I’ve mentioned before in Bristol Wine Blog how much Spain has improved the quality and diversity of its wine over the last couple of decades. Yet, I regularly meet wine lovers who, with the likely exception of Rioja, have still not caught up with the change and continue to think of Spain as just producing simple, mass market wines.
And, I’m guessing the one region of Spain that, they believe, this comment most applies to is the hills in the south-east of the country overlooking the Mediterranean. It’s an area that, in the past, was the source of much cheap ‘plonk’ sold to undemanding tourists holidaying along the beaches of the Costas and, no doubt, these bottles still exist. But, look a little more carefully and there are some delicious wines – mainly reds – produced from old vineyards of Garnacha (also known as Grenache), Monastrell (Mourvedre) and the very local Bobal. DO names (Spain’s equivalent to France’s AC) including Jumilla, Yecla and Utiel Requena are among those to seek out.
Unde Vinum (Waitrose, £13.99), a Bobal from the last named DO is a typical example of all that’s best from this area. Soft and harmonious and full of attractive black fruit flavours, there was also a lovely freshness about the wine reflecting, perhaps, the fact that the grapes were from vineyards some 800m (2500ft) above sea level; the altitude nicely offsetting the extreme summer heat often found in this area.
Interestingly, the wine was aged in a mixture of barrels and tinajas (clay pots – see below on the right of the cellar).
I saw these pots in use in Burgundy a couple of years ago where they were thought to age the wine more gently and preserve the fruit flavours. They’re certainly not a cheap option and their use in Unde Vinum shows the sort of wine the producers of this wine, and others in this still unloved part of Spain, are aiming for.
Talk about wine to anyone in France and, before long, you will hear the word ‘terroir’. The local climate, soil, slope of the land and grape variety or varieties planted all contribute to the terroir and some include local traditions and winemaking in the mix, too. In that broader sense, terroir is what makes one wine different from another.
Given that, it’s surprising that you rarely hear the word used by growers outside France. They’re aware of it, of course – anyone who has ever tried to grow anything, either professionally or for fun, knows that certain plants grow in certain places and not in others – they just don’t seem to use the word.
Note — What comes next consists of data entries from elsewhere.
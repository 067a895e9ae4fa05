//! The async service: per-shard pollers, the two processor pools, and the
//! internal notification endpoints.

use std::net::SocketAddr;
use std::sync::Arc;

use anyhow::{Context as _, Result};
use axum::extract::State;
use axum::http::StatusCode;
use axum::routing::post;
use axum::{Json, Router};
use tokio::net::TcpListener;
use tokio::sync::oneshot;
use tokio::task::JoinHandle;
use tracing::{error, info};

use crate::api_types::{NotifyImmediateTasksRequest, NotifyTimerTasksRequest};
use crate::config::AsyncServiceConfig;
use crate::engine::notifier::{NOTIFY_IMMEDIATE_TASKS_PATH, NOTIFY_TIMER_TASKS_PATH};
use crate::engine::state_worker::StateWorkerDeps;
use crate::engine::{
    ImmediateTaskProcessor, ImmediateTaskQueue, InProcessNotifier, TaskNotifier,
    TimerTaskProcessor, TimerTaskQueue,
};
use crate::persistence::ProcessStore;
use crate::worker_client::WorkerClient;

/// Running async service handle. Owns the queues and processor pools for
/// every shard this server was assigned.
pub struct AsyncService {
    addr: SocketAddr,
    immediate_processor: ImmediateTaskProcessor,
    timer_processor: TimerTaskProcessor,
    immediate_queues: Vec<ImmediateTaskQueue>,
    timer_queues: Vec<TimerTaskQueue>,
    http_shutdown_tx: oneshot::Sender<()>,
    http_handle: JoinHandle<()>,
}

impl AsyncService {
    pub async fn start(
        config: &AsyncServiceConfig,
        store: Arc<dyn ProcessStore>,
        notifier: Arc<InProcessNotifier>,
    ) -> Result<Self> {
        let worker_client = WorkerClient::new();

        let immediate_processor = ImmediateTaskProcessor::start(
            config.immediate_task_queue.clone(),
            StateWorkerDeps {
                store: store.clone(),
                worker_client: worker_client.clone(),
                notifier: notifier.clone(),
                config: config.immediate_task_queue.clone(),
            },
        );
        let timer_processor = TimerTaskProcessor::start(
            config.timer_task_queue.clone(),
            StateWorkerDeps {
                store: store.clone(),
                worker_client,
                notifier: notifier.clone(),
                config: config.timer_task_queue.clone(),
            },
        );

        let mut immediate_queues = Vec::with_capacity(config.owned_shards.len());
        let mut timer_queues = Vec::with_capacity(config.owned_shards.len());
        for &shard_id in &config.owned_shards {
            let immediate_queue = ImmediateTaskQueue::start(
                shard_id,
                config.immediate_task_queue.clone(),
                store.clone(),
                &immediate_processor,
            );
            notifier.register_immediate_queue(shard_id, immediate_queue.waker());
            immediate_queues.push(immediate_queue);

            let timer_queue = TimerTaskQueue::start(
                shard_id,
                config.timer_task_queue.clone(),
                store.clone(),
                &timer_processor,
            );
            notifier.register_timer_queue(shard_id, timer_queue.notify_sender());
            timer_queues.push(timer_queue);
        }

        let listener = TcpListener::bind(("0.0.0.0", config.port))
            .await
            .with_context(|| format!("failed to bind async service listener on port {}", config.port))?;
        let addr = listener.local_addr()?;
        let app = notify_router(notifier);
        let (http_shutdown_tx, http_shutdown_rx) = oneshot::channel();
        let http_handle = tokio::spawn(async move {
            let serve = axum::serve(listener, app).with_graceful_shutdown(async {
                let _ = http_shutdown_rx.await;
            });
            if let Err(err) = serve.await {
                error!(?err, "async service HTTP server terminated with error");
            }
        });

        info!(%addr, shards = ?config.owned_shards, "async service started");
        Ok(Self {
            addr,
            immediate_processor,
            timer_processor,
            immediate_queues,
            timer_queues,
            http_shutdown_tx,
            http_handle,
        })
    }

    pub fn addr(&self) -> SocketAddr {
        self.addr
    }

    /// Stop pollers before processors so in-flight tasks can drain.
    pub async fn stop(self) {
        let _ = self.http_shutdown_tx.send(());
        let _ = self.http_handle.await;

        for queue in self.immediate_queues {
            queue.stop().await;
        }
        for queue in self.timer_queues {
            queue.stop().await;
        }
        self.immediate_processor.stop().await;
        self.timer_processor.stop().await;
        info!("async service stopped");
    }
}

fn notify_router(notifier: Arc<InProcessNotifier>) -> Router {
    Router::new()
        .route(NOTIFY_IMMEDIATE_TASKS_PATH, post(notify_immediate_tasks))
        .route(NOTIFY_TIMER_TASKS_PATH, post(notify_timer_tasks))
        .with_state(notifier)
}

async fn notify_immediate_tasks(
    State(notifier): State<Arc<InProcessNotifier>>,
    Json(request): Json<NotifyImmediateTasksRequest>,
) -> StatusCode {
    notifier.notify_new_immediate_tasks(request);
    StatusCode::OK
}

async fn notify_timer_tasks(
    State(notifier): State<Arc<InProcessNotifier>>,
    Json(request): Json<NotifyTimerTasksRequest>,
) -> StatusCode {
    notifier.notify_new_timer_tasks(request);
    StatusCode::OK
}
So, I was interested when, a few years back, the Chilean producer Undurraga introduced a range of wines under the ‘Terroir Hunter’ name. Was this simply a bit of marketing or was there something behind the name? The first example I tried – a Grenache blend, I think – showed clearly that these were quality wines and I’ve looked out for them ever since.
The latest is a blend of 85% Cabernet Franc with 15% Merlot (Wine Society, £14.95) from the Catemito vineyard described on the back label as being on shallow, sandy clay soil on an alluvial terrace overlooking the Maipo River. The terroir concept continues by noting that the local climate is temperate with cool breezes encouraging the slow ripening of the grapes.
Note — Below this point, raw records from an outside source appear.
//! Per-shard poller for the timer task table.
//!
//! Due tasks are read into an in-memory min-heap keyed by
//! `(fire_time, task_sequence)` and dispatched in fire order. The poller
//! wakes on notifier pushes, on the long-poll tick, or when the earliest heap
//! entry comes due. Committed tasks are deleted one row at a time.

use std::cmp::{Ordering, Reverse};
use std::collections::{BinaryHeap, HashSet};
use std::sync::Arc;
use std::time::Duration;

use chrono::Utc;
use tokio::sync::{mpsc, watch};
use tokio::task::JoinHandle;
use tokio::time::{interval, MissedTickBehavior};
use tracing::{debug, error, info, warn};

use crate::config::TaskQueueConfig;
use crate::engine::processor::TimerTaskProcessor;
use crate::persistence::data_models::TimerTask;
use crate::persistence::ProcessStore;

/// Min-heap of timer tasks ordered by `(fire_time, task_sequence)`.
#[derive(Default)]
pub(crate) struct TimerTaskPriorityQueue {
    heap: BinaryHeap<Reverse<OrderedTimerTask>>,
}

struct OrderedTimerTask(TimerTask);

impl OrderedTimerTask {
    fn key(&self) -> (i64, i64) {
        (
            self.0.fire_timestamp_seconds,
            self.0.task_sequence.unwrap_or(0),
        )
    }
}

impl PartialEq for OrderedTimerTask {
    fn eq(&self, other: &Self) -> bool {
        self.key() == other.key()
    }
}

impl Eq for OrderedTimerTask {}

impl PartialOrd for OrderedTimerTask {
    fn partial_cmp(&self, other: &Self) -> Option<Ordering> {
        Some(self.cmp(other))
    }
}

impl Ord for OrderedTimerTask {
    fn cmp(&self, other: &Self) -> Ordering {
        self.key().cmp(&other.key())
    }
}

impl TimerTaskPriorityQueue {
    pub(crate) fn new() -> Self {
        Self::default()
    }

    pub(crate) fn push(&mut self, task: TimerTask) {
        self.heap.push(Reverse(OrderedTimerTask(task)));
    }

    pub(crate) fn pop(&mut self) -> Option<TimerTask> {
        self.heap.pop().map(|Reverse(ordered)| ordered.0)
    }

    pub(crate) fn peek_fire_time(&self) -> Option<i64> {
        self.heap
            .peek()
            .map(|Reverse(ordered)| ordered.0.fire_timestamp_seconds)
    }

    pub(crate) fn len(&self) -> usize {
        self.heap.len()
    }
}

/// Handle for one shard's timer task poller.
pub struct TimerTaskQueue {
    shard_id: i32,
    notify_tx: mpsc::UnboundedSender<Vec<i64>>,
    shutdown_tx: watch::Sender<bool>,
    handle: JoinHandle<()>,
}

impl TimerTaskQueue {
    pub fn start(
        shard_id: i32,
        config: TaskQueueConfig,
        store: Arc<dyn ProcessStore>,
        processor: &TimerTaskProcessor,
    ) -> Self {
        let (notify_tx, notify_rx) = mpsc::unbounded_channel();
        let (commit_tx, commit_rx) = mpsc::channel(config.processor_buffer_size);
        processor.register_shard(shard_id, commit_tx);

        let (shutdown_tx, shutdown_rx) = watch::channel(false);
        let poller = Poller {
            shard_id,
            config,
            store,
            task_tx: processor.task_sender(),
            commit_rx,
            notify_rx,
            shutdown_rx,
            heap: TimerTaskPriorityQueue::new(),
            loaded: HashSet::new(),
        };
        let handle = tokio::spawn(poller.run());

        Self {
            shard_id,
            notify_tx,
            shutdown_tx,
            handle,
        }
    }

    /// Sender the notifier uses to push new fire timestamps.
    pub fn notify_sender(&self) -> mpsc::UnboundedSender<Vec<i64>> {
        self.notify_tx.clone()
    }

    pub fn shard_id(&self) -> i32 {
        self.shard_id
    }

    pub async fn stop(self) {
        let _ = self.shutdown_tx.send(true);
        if let Err(err) = self.handle.await {
            error!(?err, shard_id = self.shard_id, "timer task poller panicked");
        }
    }
}

struct Poller {
    shard_id: i32,
    config: TaskQueueConfig,
    store: Arc<dyn ProcessStore>,
    task_tx: mpsc::Sender<TimerTask>,
    commit_rx: mpsc::Receiver<TimerTask>,
    notify_rx: mpsc::UnboundedReceiver<Vec<i64>>,
    shutdown_rx: watch::Receiver<bool>,
    heap: TimerTaskPriorityQueue,
    /// (fire_time, sequence) pairs currently in the heap or in flight, so
    /// re-reads do not double-dispatch.
    loaded: HashSet<(i64, i64)>,
}

impl Poller {
    async fn run(mut self) {
        info!(shard_id = self.shard_id, "timer task poller started");

        let mut poll_ticker = interval(self.config.poll_interval());
        poll_ticker.set_missed_tick_behavior(MissedTickBehavior::Delay);

        loop {
            self.dispatch_due().await;

            let now = Utc::now().timestamp();
            let sleep_duration = self
                .heap
                .peek_fire_time()
                .map(|fire| Duration::from_secs((fire - now).max(1) as u64));

            tokio::select! {
                _ = self.shutdown_rx.changed() => break,
                _ = poll_ticker.tick() => {
                    self.load_window().await;
                }
                maybe_timestamps = self.notify_rx.recv() => {
                    let Some(timestamps) = maybe_timestamps else { break };
                    self.load_notified(timestamps).await;
                }
                maybe_task = self.commit_rx.recv() => {
                    let Some(task) = maybe_task else { break };
                    self.commit(task).await;
                }
                _ = tokio::time::sleep(sleep_duration.unwrap_or(Duration::ZERO)),
                    if sleep_duration.is_some() => {}
            }
        }
        info!(shard_id = self.shard_id, "timer task poller stopped");
    }

    async fn dispatch_due(&mut self) {
        let now = Utc::now().timestamp();
        while self.heap.peek_fire_time().is_some_and(|fire| fire <= now) {
            let Some(task) = self.heap.pop() else { break };
            if self.task_tx.send(task).await.is_err() {
                debug!(shard_id = self.shard_id, "processor channel closed");
                return;
            }
        }
    }

    /// Load everything due within the next poll window.
    async fn load_window(&mut self) {
        let cutoff = Utc::now().timestamp() + self.config.poll_interval_seconds as i64;
        match self
            .store
            .batch_select_timer_tasks(self.shard_id, cutoff, self.config.poll_page_size)
            .await
        {
            Ok(tasks) => {
                self.absorb(tasks);
                debug!(shard_id = self.shard_id, heap_len = self.heap.len(), "timer window loaded");
            }
            Err(err) => warn!(?err, shard_id = self.shard_id, "timer task poll failed"),
        }
    }

    /// A notification names exact fire timestamps; fetch just those rows when
    /// they fall inside the current window.
    async fn load_notified(&mut self, timestamps: Vec<i64>) {
        let cutoff = Utc::now().timestamp() + self.config.poll_interval_seconds as i64;
        let mut relevant: Vec<i64> = timestamps.into_iter().filter(|t| *t <= cutoff).collect();
        relevant.sort_unstable();
        relevant.dedup();
        if relevant.is_empty() {
            return;
        }
        match self
            .store
            .select_timer_tasks_for_timestamps(self.shard_id, &relevant, 0)
            .await
        {
            Ok(tasks) => self.absorb(tasks),
            Err(err) => warn!(?err, shard_id = self.shard_id, "notified timer read failed"),
        }
    }

    fn absorb(&mut self, tasks: Vec<TimerTask>) {
        for task in tasks {
            let Some(task_sequence) = task.task_sequence else {
                continue;
            };
            if self.loaded.insert((task.fire_timestamp_seconds, task_sequence)) {
                self.heap.push(task);
            }
        }
    }

    /// Processing committed durably; the row can go.
    async fn commit(&mut self, task: TimerTask) {
        let Some(task_sequence) = task.task_sequence else {
            return;
        };
        self.loaded.remove(&(task.fire_timestamp_seconds, task_sequence));
        if let Err(err) = self
            .store
            .delete_timer_task(self.shard_id, task.fire_timestamp_seconds, task_sequence)
            .await
        {
            // the row will be re-read and re-processed; commits are
            // idempotent under the version gates
            warn!(?err, shard_id = self.shard_id, task_sequence, "timer task delete failed");
        }
    }
}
And the taste? A lovely herby, green pepper nose greets you (my wife thought ‘spearmint’) followed on the palate with rich, dark blackberry and chocolate flavours. There are still some well-integrated tannins there even though the wine is already more than 5 years old and a super, long, dry finish. One slight reservation: the 14% alcohol shows through a bit making the wine a little ‘hot’ but, with the right food – red meat, game, mushrooms, aubergines or tasty hard cheeses all spring to mind – and decanting in advance to clear the sediment, this is a real winner and a credit to the use of the term ‘terroir’.
I’ve also praised Pieropan’s range of Soaves previously but this was the first time I’d tasted their single vineyard, Calvarino, bottling (Wine Society, £18). Less full-bodied than their superb ‘La Rocca’, this is still light years away from any standard Soave. Quite restrained but with an attractive herbiness and, again, a seriously long finish.
A new name to me is the New Zealand producer, Paddy Borthwick. His Pinot Gris (Grape and Grind, £14.50) is just off-dry and with attractive tropical fruit flavours; definitely a grower to look out for.
And finally, for lovers of reds, a stand-out Beaujolais: not in the light and quaffable style but much deeper and more intense. Louis Boillot’s Moulin-a-Vent (Wine Society, £15.50) could easily be mistaken for a good village Burgundy – quite savoury and with earthy black fruit flavours; very much a food wine and one to be savoured.
So, in welcoming the New Year, I’d like to think that wine and sharing might help the world become a calmer and more tolerant place in 2019 than it seems to have been of late.